The CycloneDX specification repository not only contains all schema files, but it also provides a lot of sample files for both formats that are either to be expected valid or invalid. It's somewhat hidden in the repository; for example, check the folder with samples for version 1.5. This turned out to be a huge benefit when adding a new version. While adding support for version 1.5, we copied the sample files to the appropriate test folder. Thankfully the cyclonedx-rust-cargo crate already had tests in place to check that all files starting with invalid-* were expected to fail validation, while all valid-* prefixed files were expected. We achieved the goal of passing validation for all existing sample files & versions. During work on round two, we discovered a few cases where the samples did not fully cover the validation logic, and added further sample files.

cargo auditable

We would like to highlight another important contribution from Sergey that was part of the funded project. Sergey is the maintainer of the cargo-auditable crate. Over time, changes in cyclonedx-rust-cargo and Cargo have the chance to significantly improve the tooling around security and SBOMs in the Rust eco-system. Sergey is also the author of the RFC that allows Cargo to embed the dependency versions into the compiled binary directly.

The cargo auditable crate allows embedding project-specific build information into the resulting binary artifacts. This capability allows other tools such as cargo audit or trivy to read this part of the binary. These tools can determine the specific crate versions used to build the artifact as well as can scan binaries for known bugs or security vulnerabilities from official security databases while the overhead to the binaries is negligible.

Thanks to Sergey for his feedback, guidance and the numerous code reviews in the cyclonedx-rust-cargo repository. It really helped us gain a better understanding of the project and the impact on the tooling around security in the Rust eco-system.

Conclusion

The second round officially ended in April. Most of the tasks have been completed, with only a few small PRs left to complete version 1.5 support. Due to the RFC process in the Cargo project, the PR with the proof of concept implementation has not been merged yet, but reception has been good and the feedback was very helpful. The main goal for this PR is to ensure that the code integrates all feedback, that it follows coding guidelines, and that it gets to a state where it can be merged.
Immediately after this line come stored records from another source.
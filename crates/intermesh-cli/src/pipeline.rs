//! [`Pipeline`] – the three routing stages wired over one bus.
//!
//! Start order matters: the gateway and the semantic stage listen first so
//! the platform stage's recovery traffic has somewhere to go; the platform
//! stage then restores before it accepts client requests; the gateway
//! re-issues its stored subscriptions last.

use std::sync::Arc;

use intermesh_bridge::BridgeManager;
use intermesh_gateway::ClientGateway;
use intermesh_platform::PlatformRoutingStage;
use intermesh_semantic::SemanticRoutingStage;
use intermesh_types::RouteError;
use tracing::info;

use crate::context::MiddlewareContext;

pub struct Pipeline {
    gateway: Arc<ClientGateway>,
    semantic: Arc<SemanticRoutingStage>,
    platform: Arc<PlatformRoutingStage>,
    bridges: Arc<BridgeManager>,
}

impl Pipeline {
    /// Build, recover and start every stage.
    ///
    /// # Errors
    ///
    /// Registry failures during recovery. Stages already started are
    /// stopped again.
    pub async fn start(ctx: &MiddlewareContext) -> Result<Self, RouteError> {
        let gateway = Arc::new(ClientGateway::new(
            Arc::clone(&ctx.bus),
            Arc::clone(&ctx.registry),
            ctx.gateway.clone(),
        ));
        let semantic = Arc::new(SemanticRoutingStage::new(
            Arc::clone(&ctx.bus),
            Arc::clone(&ctx.translation),
        ));
        let platform = Arc::new(PlatformRoutingStage::new(
            Arc::clone(&ctx.bus),
            Arc::clone(&ctx.registry),
            Arc::clone(&ctx.bridges),
        ));
        let pipeline = Self {
            gateway,
            semantic,
            platform,
            bridges: Arc::clone(&ctx.bridges),
        };

        pipeline.gateway.start();
        pipeline.semantic.start();
        let recovered = match pipeline.platform.start().await {
            Ok(()) => pipeline.gateway.restore_state().await,
            Err(e) => Err(e),
        };
        if let Err(e) = recovered {
            pipeline.shutdown().await;
            return Err(e);
        }
        info!("routing pipeline started");
        Ok(pipeline)
    }

    /// Stop listeners, push workers and bridges.
    pub async fn shutdown(&self) {
        self.gateway.stop();
        self.platform.stop();
        self.semantic.stop();
        self.bridges.stop_all().await;
        info!("routing pipeline stopped");
    }
}
//! Topic-addressed publish/subscribe message bus.
//!
//! Stages never call each other directly: every hop of the pipeline is a
//! named topic on a [`MessageBus`]. [`TopicBus`] is the in-process
//! implementation: each subscriber owns a bounded [`tokio::sync::mpsc`]
//! queue and a publish hands the envelope to every live subscriber of the
//! topic.
//!
//! # Delivery
//!
//! | Situation | Behaviour |
//! |---|---|
//! | Topic has subscribers | Every subscriber receives every envelope, in publish order |
//! | Topic has no subscribers | [`RouteError::Transport`] |
//! | A subscriber's queue is full | `publish` waits until it has room; nothing is dropped |
//! | Subscriber stream dropped | It is pruned on the next publish |
//! | Topic closed with [`MessageBus::close_topic`] | Subscriber streams end once drained |

use std::collections::HashMap;
use std::sync::{Arc, PoisonError, RwLock};

use async_trait::async_trait;
use futures_util::StreamExt;
use futures_util::stream::{self, BoxStream};
use intermesh_types::{MessageEnvelope, RouteError};
use tokio::sync::mpsc;
use tracing::debug;

/// Default per-subscriber queue capacity. A publisher waits once a
/// subscriber has this many undelivered envelopes.
const DEFAULT_CAPACITY: usize = 1024;

/// Stream of envelopes delivered on one topic.
pub type EnvelopeStream = BoxStream<'static, MessageEnvelope>;

/// Transport seam between stages.
#[async_trait]
pub trait MessageBus: Send + Sync {
    /// Publish `envelope` on `topic`.
    ///
    /// # Errors
    ///
    /// Returns [`RouteError::Transport`] when the envelope could not be
    /// handed to any subscriber.
    async fn publish(&self, topic: &str, envelope: MessageEnvelope) -> Result<(), RouteError>;

    /// Subscribe to `topic`. The subscription is live as soon as this
    /// returns, so envelopes published afterwards are never missed.
    fn subscribe(&self, topic: &str) -> EnvelopeStream;

    /// Tear down `topic`, ending every subscriber stream.
    fn close_topic(&self, topic: &str);
}

type Subscribers = Vec<mpsc::Sender<MessageEnvelope>>;

/// In-process [`MessageBus`]. Clone it cheaply – all clones share the same
/// subscriber tables.
#[derive(Clone, Debug)]
pub struct TopicBus {
    capacity: usize,
    topics: Arc<RwLock<HashMap<String, Subscribers>>>,
}

impl TopicBus {
    /// Create a new bus; `capacity` bounds every subscriber queue
    /// independently.
    pub fn new(capacity: usize) -> Self {
        Self {
            capacity: capacity.max(1),
            topics: Arc::new(RwLock::new(HashMap::new())),
        }
    }

    /// Number of live subscribers on `topic`.
    pub fn subscriber_count(&self, topic: &str) -> usize {
        self.topics
            .read()
            .unwrap_or_else(PoisonError::into_inner)
            .get(topic)
            .map_or(0, |subscribers| subscribers.iter().filter(|tx| !tx.is_closed()).count())
    }

    /// Live subscribers of `topic`, pruning those whose stream was dropped.
    fn live_subscribers(&self, topic: &str) -> Subscribers {
        let mut topics = self.topics.write().unwrap_or_else(PoisonError::into_inner);
        match topics.get_mut(topic) {
            Some(subscribers) => {
                subscribers.retain(|tx| !tx.is_closed());
                if subscribers.is_empty() {
                    topics.remove(topic);
                    Vec::new()
                } else {
                    subscribers.clone()
                }
            }
            None => Vec::new(),
        }
    }
}

impl Default for TopicBus {
    fn default() -> Self {
        Self::new(DEFAULT_CAPACITY)
    }
}

#[async_trait]
impl MessageBus for TopicBus {
    async fn publish(&self, topic: &str, envelope: MessageEnvelope) -> Result<(), RouteError> {
        let subscribers = self.live_subscribers(topic);
        let mut delivered = 0usize;
        // The table lock is released before awaiting a full queue.
        for tx in &subscribers {
            if tx.send(envelope.clone()).await.is_ok() {
                delivered += 1;
            }
        }
        if delivered == 0 {
            return Err(RouteError::Transport(format!("no subscribers on topic '{topic}'")));
        }
        debug!(topic = %topic, receivers = delivered, "published");
        Ok(())
    }

    fn subscribe(&self, topic: &str) -> EnvelopeStream {
        let (tx, rx) = mpsc::channel(self.capacity);
        self.topics
            .write()
            .unwrap_or_else(PoisonError::into_inner)
            .entry(topic.to_string())
            .or_default()
            .push(tx);
        stream::unfold(rx, |mut rx| async move { rx.recv().await.map(|envelope| (envelope, rx)) }).boxed()
    }

    fn close_topic(&self, topic: &str) {
        let removed = self
            .topics
            .write()
            .unwrap_or_else(PoisonError::into_inner)
            .remove(topic);
        if removed.is_some() {
            debug!(topic = %topic, "topic closed");
        }
    }
}

#[cfg(test)]
mod tests {
    use super::*;
    use intermesh_types::MessageType;
    use std::time::Duration;

    fn make_envelope(conversation_id: &str) -> MessageEnvelope {
        MessageEnvelope::new([MessageType::Observation], conversation_id)
    }

    #[tokio::test]
    async fn publish_and_receive() -> Result<(), Box<dyn std::error::Error>> {
        let bus = TopicBus::default();
        let mut rx = bus.subscribe("prm_arm");

        let envelope = make_envelope("conv-1");
        bus.publish("prm_arm", envelope.clone()).await?;

        let received = rx.next().await.ok_or("no envelope received")?;
        assert_eq!(received, envelope);
        Ok(())
    }

    #[tokio::test]
    async fn multiple_subscribers_receive_same_envelope() -> Result<(), Box<dyn std::error::Error>> {
        let bus = TopicBus::default();
        let mut rx1 = bus.subscribe("error");
        let mut rx2 = bus.subscribe("error");

        bus.publish("error", make_envelope("conv-2")).await?;

        assert_eq!(rx1.next().await.ok_or("rx1 empty")?.conversation_id, "conv-2");
        assert_eq!(rx2.next().await.ok_or("rx2 empty")?.conversation_id, "conv-2");
        Ok(())
    }

    #[tokio::test]
    async fn publish_without_subscribers_is_a_transport_error() {
        let bus = TopicBus::default();
        let result = bus.publish("nobody_listens", make_envelope("conv-3")).await;
        assert!(matches!(result, Err(RouteError::Transport(_))));
    }

    #[tokio::test]
    async fn subscriber_does_not_receive_other_topics() -> Result<(), Box<dyn std::error::Error>> {
        let bus = TopicBus::default();
        let mut arm = bus.subscribe("prm_arm");
        let _ipsmrm = bus.subscribe("prm_ipsmrm");

        bus.publish("prm_ipsmrm", make_envelope("conv-4")).await?;

        let result = tokio::time::timeout(Duration::from_millis(50), arm.next()).await;
        assert!(result.is_err(), "prm_arm subscriber must not see prm_ipsmrm traffic");
        Ok(())
    }

    #[tokio::test]
    async fn envelopes_arrive_in_publish_order() -> Result<(), Box<dyn std::error::Error>> {
        let bus = TopicBus::default();
        let mut rx = bus.subscribe("ordered");
        for i in 0..20 {
            bus.publish("ordered", make_envelope(&format!("conv-{i}"))).await?;
        }
        for i in 0..20 {
            let env = rx.next().await.ok_or("stream ended early")?;
            assert_eq!(env.conversation_id, format!("conv-{i}"));
        }
        Ok(())
    }

    #[tokio::test]
    async fn full_subscriber_queue_holds_the_publisher_without_dropping() {
        let bus = TopicBus::new(4);
        let mut slow = bus.subscribe("flood");
        let publisher = {
            let bus = bus.clone();
            tokio::spawn(async move {
                for i in 0..50 {
                    bus.publish("flood", make_envelope(&format!("conv-{i}"))).await?;
                }
                Ok::<_, RouteError>(())
            })
        };

        tokio::time::sleep(Duration::from_millis(50)).await;
        assert!(!publisher.is_finished(), "publisher must wait for the slow subscriber");

        for i in 0..50 {
            let env = slow.next().await.expect("stream ended early");
            assert_eq!(env.conversation_id, format!("conv-{i}"));
        }
        publisher.await.expect("publisher task").expect("every publish delivered");
    }

    #[tokio::test]
    async fn dropped_subscriber_is_pruned() {
        let bus = TopicBus::default();
        let gone = bus.subscribe("prm_arm");
        let mut kept = bus.subscribe("prm_arm");
        drop(gone);

        bus.publish("prm_arm", make_envelope("conv-5")).await.unwrap();
        assert_eq!(kept.next().await.unwrap().conversation_id, "conv-5");
        assert_eq!(bus.subscriber_count("prm_arm"), 1);

        drop(kept);
        let result = bus.publish("prm_arm", make_envelope("conv-6")).await;
        assert!(matches!(result, Err(RouteError::Transport(_))));
    }

    #[tokio::test]
    async fn closing_a_topic_ends_its_streams() {
        let bus = TopicBus::default();
        let mut rx = bus.subscribe("bridge_ipsmrm_p1");
        assert_eq!(bus.subscriber_count("bridge_ipsmrm_p1"), 1);

        bus.close_topic("bridge_ipsmrm_p1");

        let next = tokio::time::timeout(Duration::from_secs(1), rx.next())
            .await
            .expect("stream must end promptly");
        assert!(next.is_none());
        assert_eq!(bus.subscriber_count("bridge_ipsmrm_p1"), 0);
    }
}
The cyclonedx-rust-cargo repository is now actively maintained thanks to Lars & Sergey. It has also seen contributions form other users, either as new issues or pull requests. The library has been adopted by other projects as well. As one example, the genealogos project, a tool that generates BOM files from Nix evaluation, uses the cyclonedx-bom crate as part of their tooling.
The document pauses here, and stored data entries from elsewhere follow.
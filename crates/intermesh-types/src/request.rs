//! Typed views over envelope payloads.
//!
//! The routing core treats payloads as opaque JSON except where a stage has
//! to act on their content: platform lifecycle, device registry mutations,
//! subscriptions, discovery queries and observation relabeling. Each request
//! type here builds its envelope with [`to_envelope`](SubscribeReq::to_envelope)
//! and parses it back with `from_envelope`, failing with
//! [`RouteError::Middleware`] on a malformed payload.

use serde::de::DeserializeOwned;
use serde::{Deserialize, Serialize};
use serde_json::{Map, Value, json};

use crate::envelope::{MessageEnvelope, MessageType};
use crate::error::RouteError;
use crate::model::{IoTDevice, Plat2PlatSubscription, Platform, QueryResult, QueryType};

fn payload_field<T: DeserializeOwned>(env: &MessageEnvelope, field: &str) -> Result<T, RouteError> {
    let value = env.payload.get(field).cloned().ok_or_else(|| {
        RouteError::Middleware(format!(
            "{} message {} has no '{field}' in its payload",
            env.describe_types(),
            env.log_id()
        ))
    })?;
    serde_json::from_value(value).map_err(|e| {
        RouteError::Middleware(format!(
            "{} message {} has an invalid '{field}': {e}",
            env.describe_types(),
            env.log_id()
        ))
    })
}

fn required(value: Option<&str>, what: &str, env: &MessageEnvelope) -> Result<String, RouteError> {
    value.map(str::to_string).ok_or_else(|| {
        RouteError::Middleware(format!(
            "{} message {} is missing its {what}",
            env.describe_types(),
            env.log_id()
        ))
    })
}

// ─────────────────────────────────────────────────────────────────────────────
// Platform lifecycle
// ─────────────────────────────────────────────────────────────────────────────

/// Payload of PLATFORM_REGISTER and PLATFORM_UPDATE.
#[derive(Debug, Clone, PartialEq)]
pub struct PlatformReq {
    pub platform: Platform,
}

impl PlatformReq {
    pub fn new(platform: Platform) -> Self {
        Self { platform }
    }

    /// Build an envelope tagged `tag`, addressed to the platform itself.
    pub fn to_envelope(&self, tag: MessageType, conversation_id: &str) -> MessageEnvelope {
        MessageEnvelope::new([tag], conversation_id)
            .with_receiver(self.platform.platform_id.clone())
            .with_payload(json!({ "platform": self.platform }))
    }

    pub fn from_envelope(env: &MessageEnvelope) -> Result<Self, RouteError> {
        Ok(Self {
            platform: payload_field(env, "platform")?,
        })
    }
}

/// PLATFORM_UNREGISTER carries nothing but its addressing.
pub fn unregister_platform_envelope(conversation_id: &str, platform_id: &str) -> MessageEnvelope {
    MessageEnvelope::new([MessageType::PlatformUnregister], conversation_id).with_receiver(platform_id)
}

// ─────────────────────────────────────────────────────────────────────────────
// Devices
// ─────────────────────────────────────────────────────────────────────────────

/// Payload of device create/update, DEVICE_ADD_OR_UPDATE and
/// DEVICE_REGISTRY_INITIALIZE.
#[derive(Debug, Clone, PartialEq)]
pub struct DevicesReq {
    pub devices: Vec<IoTDevice>,
}

impl DevicesReq {
    pub fn new(devices: Vec<IoTDevice>) -> Self {
        Self { devices }
    }

    pub fn to_envelope(&self, tag: MessageType, conversation_id: &str, platform_id: &str) -> MessageEnvelope {
        MessageEnvelope::new([tag], conversation_id)
            .with_receiver(platform_id)
            .with_payload(json!({ "devices": self.devices }))
    }

    pub fn from_envelope(env: &MessageEnvelope) -> Result<Self, RouteError> {
        Ok(Self {
            devices: payload_field(env, "devices")?,
        })
    }
}

/// Payload of PLATFORM_DELETE_DEVICE and DEVICE_REMOVE.
#[derive(Debug, Clone, PartialEq)]
pub struct DeviceIdsReq {
    pub device_ids: Vec<String>,
}

impl DeviceIdsReq {
    pub fn new(device_ids: Vec<String>) -> Self {
        Self { device_ids }
    }

    pub fn to_envelope(&self, tag: MessageType, conversation_id: &str, platform_id: &str) -> MessageEnvelope {
        MessageEnvelope::new([tag], conversation_id)
            .with_receiver(platform_id)
            .with_payload(json!({ "deviceIds": self.device_ids }))
    }

    pub fn from_envelope(env: &MessageEnvelope) -> Result<Self, RouteError> {
        Ok(Self {
            device_ids: payload_field(env, "deviceIds")?,
        })
    }
}

// ─────────────────────────────────────────────────────────────────────────────
// Subscriptions
// ─────────────────────────────────────────────────────────────────────────────

/// SUBSCRIBE to a set of devices on one platform.
#[derive(Debug, Clone, PartialEq)]
pub struct SubscribeReq {
    pub conversation_id: String,
    pub client_id: Option<String>,
    pub platform_id: String,
    pub device_ids: Vec<String>,
}

impl SubscribeReq {
    pub fn to_envelope(&self) -> MessageEnvelope {
        let mut env = MessageEnvelope::new([MessageType::Subscribe], self.conversation_id.clone())
            .with_receiver(self.platform_id.clone())
            .with_payload(json!({ "deviceIds": self.device_ids }));
        env.client_id = self.client_id.clone();
        env
    }

    pub fn from_envelope(env: &MessageEnvelope) -> Result<Self, RouteError> {
        Ok(Self {
            conversation_id: env.conversation_id.clone(),
            client_id: env.client_id.clone(),
            platform_id: required(env.first_receiver(), "receiving platform", env)?,
            device_ids: payload_field(env, "deviceIds")?,
        })
    }
}

/// UNSUBSCRIBE from `subscription_id` on one platform.
#[derive(Debug, Clone, PartialEq)]
pub struct UnsubscribeReq {
    pub conversation_id: String,
    pub subscription_id: String,
    pub client_id: Option<String>,
    pub platform_id: String,
    pub device_ids: Vec<String>,
}

impl UnsubscribeReq {
    pub fn to_envelope(&self) -> MessageEnvelope {
        let mut env = MessageEnvelope::new([MessageType::Unsubscribe], self.conversation_id.clone())
            .with_receiver(self.platform_id.clone())
            .with_subscription(self.subscription_id.clone())
            .with_payload(json!({ "deviceIds": self.device_ids }));
        env.client_id = self.client_id.clone();
        env
    }

    pub fn from_envelope(env: &MessageEnvelope) -> Result<Self, RouteError> {
        let device_ids = match env.payload.get("deviceIds") {
            Some(_) => payload_field(env, "deviceIds")?,
            None => Vec::new(),
        };
        Ok(Self {
            conversation_id: env.conversation_id.clone(),
            subscription_id: required(env.subscription_id.as_deref(), "subscription id", env)?,
            client_id: env.client_id.clone(),
            platform_id: required(env.first_receiver(), "receiving platform", env)?,
            device_ids,
        })
    }
}

#[derive(Serialize, Deserialize)]
#[serde(rename_all = "camelCase")]
struct Plat2PlatBody {
    source_platform_id: String,
    source_device_id: String,
    target_platform_id: String,
    target_device_id: String,
}

/// VIRTUAL_SUBSCRIBE: make `target_*` see `source_*` observations as its own.
#[derive(Debug, Clone, PartialEq)]
pub struct Plat2PlatSubscribeReq {
    pub conversation_id: String,
    pub client_id: String,
    pub source_platform_id: String,
    pub source_device_id: String,
    pub target_platform_id: String,
    pub target_device_id: String,
}

impl Plat2PlatSubscribeReq {
    pub fn to_envelope(&self) -> MessageEnvelope {
        let body = Plat2PlatBody {
            source_platform_id: self.source_platform_id.clone(),
            source_device_id: self.source_device_id.clone(),
            target_platform_id: self.target_platform_id.clone(),
            target_device_id: self.target_device_id.clone(),
        };
        MessageEnvelope::new([MessageType::VirtualSubscribe], self.conversation_id.clone())
            .with_client(self.client_id.clone())
            .with_subscription(self.conversation_id.clone())
            .with_payload(json!({ "subscription": body }))
    }

    pub fn from_envelope(env: &MessageEnvelope) -> Result<Self, RouteError> {
        let body: Plat2PlatBody = payload_field(env, "subscription")?;
        Ok(Self {
            conversation_id: env.require_conversation_id()?.to_string(),
            client_id: required(env.client_id.as_deref(), "client id", env)?,
            source_platform_id: body.source_platform_id,
            source_device_id: body.source_device_id,
            target_platform_id: body.target_platform_id,
            target_device_id: body.target_device_id,
        })
    }

    pub fn into_subscription(self) -> Plat2PlatSubscription {
        Plat2PlatSubscription {
            conversation_id: self.conversation_id,
            client_id: self.client_id,
            source_platform_id: self.source_platform_id,
            source_device_id: self.source_device_id,
            target_platform_id: self.target_platform_id,
            target_device_id: self.target_device_id,
        }
    }
}

/// VIRTUAL_UNSUBSCRIBE from the virtual subscription `subscription_id`.
#[derive(Debug, Clone, PartialEq)]
pub struct Plat2PlatUnsubscribeReq {
    pub conversation_id: String,
    pub subscription_id: String,
    pub client_id: Option<String>,
}

impl Plat2PlatUnsubscribeReq {
    pub fn to_envelope(&self) -> MessageEnvelope {
        let mut env = MessageEnvelope::new([MessageType::VirtualUnsubscribe], self.conversation_id.clone())
            .with_subscription(self.subscription_id.clone());
        env.client_id = self.client_id.clone();
        env
    }

    pub fn from_envelope(env: &MessageEnvelope) -> Result<Self, RouteError> {
        Ok(Self {
            conversation_id: env.require_conversation_id()?.to_string(),
            subscription_id: required(env.subscription_id.as_deref(), "subscription id", env)?,
            client_id: env.client_id.clone(),
        })
    }
}

// ─────────────────────────────────────────────────────────────────────────────
// Discovery
// ─────────────────────────────────────────────────────────────────────────────

/// DEVICE_DISCOVERY_QUERY against the registry.
#[derive(Debug, Clone, PartialEq, Serialize, Deserialize)]
#[serde(rename_all = "camelCase")]
pub struct DiscoveryQueryReq {
    pub query: String,
    #[serde(default)]
    pub query_type: QueryType,
}

impl DiscoveryQueryReq {
    pub fn to_envelope(&self, conversation_id: &str) -> MessageEnvelope {
        MessageEnvelope::new([MessageType::DeviceDiscoveryQuery], conversation_id)
            .with_payload(json!({ "query": self.query, "queryType": self.query_type }))
    }

    pub fn from_envelope(env: &MessageEnvelope) -> Result<Self, RouteError> {
        Ok(serde_json::from_value(env.payload.clone())?)
    }
}

/// Wrap a discovery result as the payload of a response envelope.
pub fn query_result_payload(result: &QueryResult) -> Value {
    json!({ "result": result })
}

/// Read a discovery result back from a response envelope.
pub fn query_result_from(env: &MessageEnvelope) -> Result<QueryResult, RouteError> {
    payload_field(env, "result")
}

/// Payload of the LIST_SUPPORTED_PLATFORM_TYPES response.
#[derive(Debug, Clone, PartialEq, Serialize, Deserialize)]
#[serde(rename_all = "camelCase")]
pub struct PlatformTypesRes {
    pub platform_types: Vec<String>,
}

// ─────────────────────────────────────────────────────────────────────────────
// Observations
// ─────────────────────────────────────────────────────────────────────────────

/// One observation entry. Fields the routing core does not touch are kept
/// verbatim in `extra`.
#[derive(Debug, Clone, PartialEq, Serialize, Deserialize)]
#[serde(rename_all = "camelCase")]
pub struct Observation {
    pub id: String,
    #[serde(default, skip_serializing_if = "Option::is_none")]
    pub made_by_sensor: Option<String>,
    #[serde(flatten)]
    pub extra: Map<String, Value>,
}

/// Payload of an OBSERVATION envelope.
#[derive(Debug, Clone, PartialEq, Serialize, Deserialize)]
pub struct ObservationPayload {
    pub observations: Vec<Observation>,
}

impl ObservationPayload {
    pub fn from_envelope(env: &MessageEnvelope) -> Result<Self, RouteError> {
        Ok(Self {
            observations: payload_field(env, "observations")?,
        })
    }

    /// Store these observations as `env`'s payload, keeping other payload
    /// fields intact.
    pub fn write_into(&self, env: &mut MessageEnvelope) -> Result<(), RouteError> {
        let observations = serde_json::to_value(&self.observations)?;
        match env.payload.as_object_mut() {
            Some(map) => {
                map.insert("observations".to_string(), observations);
            }
            None => env.payload = json!({ "observations": observations }),
        }
        Ok(())
    }

    /// Point every observation's "made by sensor" at `device_id`.
    pub fn relabel_sensor(&mut self, device_id: &str) {
        for observation in &mut self.observations {
            observation.made_by_sensor = Some(device_id.to_string());
        }
    }

    /// Sensors referenced by these observations.
    pub fn sensors(&self) -> impl Iterator<Item = &str> {
        self.observations.iter().filter_map(|o| o.made_by_sensor.as_deref())
    }
}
Working on these Open Source crates has been quite gratifying. For one, the tasks set out in both rounds have been met with one exception - the changes since last year have transformed the cyclonedx-bom generator crate into a production-ready library that has seen some adoption in other tools. The cyclonedx-rust-cargo project is currently the only viable option for CycloneDX support in the Rust community.

Thanks to Lars for getting this project funded and trusting us with the implementation. Thanks to Sergey for his feedback, input, code reviews and his expertise in general. Thanks to the Soverein Tech Fund to fund this type of project. Regular sync calls every other week helped us plan new work and provided status updates, while asynchronous communication over text chat helped us to quickly address particular issues and implementation details.

A special shout-out to Ferrous System's project manager, Leslie, who did an excellent job scheduling work for the engineering team while balancing individual responsibilities and involvements with other projects. Last but not least, kudos to the software engineers working on the project; Tshepang Mbambo in round one and Christian Poveda in round two, and Sebastian Ziebell, who worked on the project throughout the entire funding period.